***** Data for this exercise

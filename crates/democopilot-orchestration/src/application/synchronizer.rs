//! Runs a step's narration and actions together.

use std::sync::Arc;
use std::time::Duration;

use democopilot_core::browser::BrowserAutomation;
use democopilot_core::error::FatalCollaboratorFailure;
use democopilot_core::speech::SpeechSynthesizer;
use tokio::sync::oneshot;
use tokio::time::{Instant, sleep, timeout};
use tracing::{debug, info, warn};

use super::gate::PauseGate;
use super::observers::ObserverSet;
use super::pacer::{ActionPacer, PacingBudget};
use crate::config::EngineConfig;
use crate::domain::narration::{NarrationResult, StepResult};
use crate::domain::script::DemoStep;

/// Executes one step as two concurrent units.
///
/// The narration unit synthesizes the step's text and holds while it plays.
/// The action unit waits until synthesis settles. If there is audio it
/// waits out the rest of a short lead, then paces the actions across most
/// of the estimated narration. The step is done when both units are.
pub struct NarrationActionSynchronizer {
    speech: Arc<dyn SpeechSynthesizer>,
    pacer: ActionPacer,
    config: EngineConfig,
}

impl NarrationActionSynchronizer {
    /// Creates a synchronizer for one session's collaborators.
    #[must_use]
    pub fn new(
        speech: Arc<dyn SpeechSynthesizer>,
        browser: Arc<dyn BrowserAutomation>,
        config: EngineConfig,
    ) -> Self {
        Self {
            speech,
            pacer: ActionPacer::new(browser, config.action_timeout),
            config,
        }
    }

    /// Runs `step` to completion.
    ///
    /// Narration problems never fail a step. When synthesis errors, times
    /// out, or comes back silent, the step runs silently with actions paced
    /// only by their explicit delays.
    ///
    /// # Errors
    ///
    /// Returns `FatalCollaboratorFailure` if the browser becomes unusable.
    pub async fn run_step(
        &self,
        step: &DemoStep,
        gate: &PauseGate,
        observers: &ObserverSet,
    ) -> Result<StepResult, FatalCollaboratorFailure> {
        let estimated = self.config.estimate_narration(&step.narration);
        let attempted = self.speech.is_available() && !estimated.is_zero();

        info!(
            step = %step.name,
            position = step.position,
            actions = step.actions.len(),
            estimated_ms = u64::try_from(estimated.as_millis()).unwrap_or(u64::MAX),
            attempted,
            "executing step"
        );

        let started = Instant::now();
        let (audible_tx, audible_rx) = oneshot::channel();
        let narration = async {
            Ok::<_, FatalCollaboratorFailure>(
                self.narrate(&step.narration, estimated, attempted, audible_tx, observers)
                    .await,
            )
        };
        let actions = async {
            // A dropped sender means narration never produced audio.
            let budget = if audible_rx.await.unwrap_or(false) {
                let lead = self
                    .config
                    .lead_delay(estimated)
                    .saturating_sub(started.elapsed());
                if !lead.is_zero() {
                    sleep(lead).await;
                }
                PacingBudget::Proportional(self.config.pacing_budget(estimated))
            } else {
                PacingBudget::ExplicitOnly
            };
            self.pacer.run(&step.actions, budget, gate).await
        };
        let (narration, outcomes) = tokio::try_join!(narration, actions)?;

        let drift_ms = narration.drift_ms();
        debug!(step = %step.name, drift_ms, available = narration.available, "narration drift");

        Ok(StepResult {
            step_name: step.name.clone(),
            position: step.position,
            narration,
            outcomes,
            drift_ms,
        })
    }

    /// Speaks `text` on its own, holding while it plays. Failures and blank
    /// text are silent.
    pub async fn announce(&self, text: &str, observers: &ObserverSet) -> NarrationResult {
        let estimated = self.config.estimate_narration(text);
        let attempted = self.speech.is_available() && !estimated.is_zero();
        let (audible, _) = oneshot::channel();
        self.narrate(text, estimated, attempted, audible, observers)
            .await
    }

    /// Synthesizes and plays `text`, reporting on `audible` whether there is
    /// anything to play as soon as synthesis settles.
    async fn narrate(
        &self,
        text: &str,
        estimated: Duration,
        attempted: bool,
        audible: oneshot::Sender<bool>,
        observers: &ObserverSet,
    ) -> NarrationResult {
        if !attempted {
            let _ = audible.send(false);
            return NarrationResult::silent(text, estimated);
        }

        let started = Instant::now();
        let output = match timeout(self.config.narration_timeout, self.speech.speak(text)).await {
            Ok(Ok(output)) if output.is_silent() => {
                warn!("narration came back empty, continuing silently");
                None
            }
            Ok(Ok(output)) => Some(output),
            Ok(Err(e)) => {
                warn!(error = %e, "narration failed, continuing silently");
                None
            }
            Err(_) => {
                warn!(
                    timeout_ms = u64::try_from(self.config.narration_timeout.as_millis())
                        .unwrap_or(u64::MAX),
                    "narration timed out, continuing silently"
                );
                None
            }
        };
        let _ = audible.send(output.is_some());
        let Some(output) = output else {
            return NarrationResult::silent(text, estimated);
        };

        observers.audio(&output.audio);
        let remaining = output.duration.saturating_sub(started.elapsed());
        if !remaining.is_zero() {
            sleep(remaining).await;
        }
        NarrationResult::spoken(text, output, estimated)
    }
}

**********

* **Exercise brief**: Starting from the records above, filter out all lines except those containing the word "super".

* **Response to the task**:
use super::gate::PauseGate;
use super::observers::ObserverSet;
use super::pacer::{ActionPacer, PacingBudget};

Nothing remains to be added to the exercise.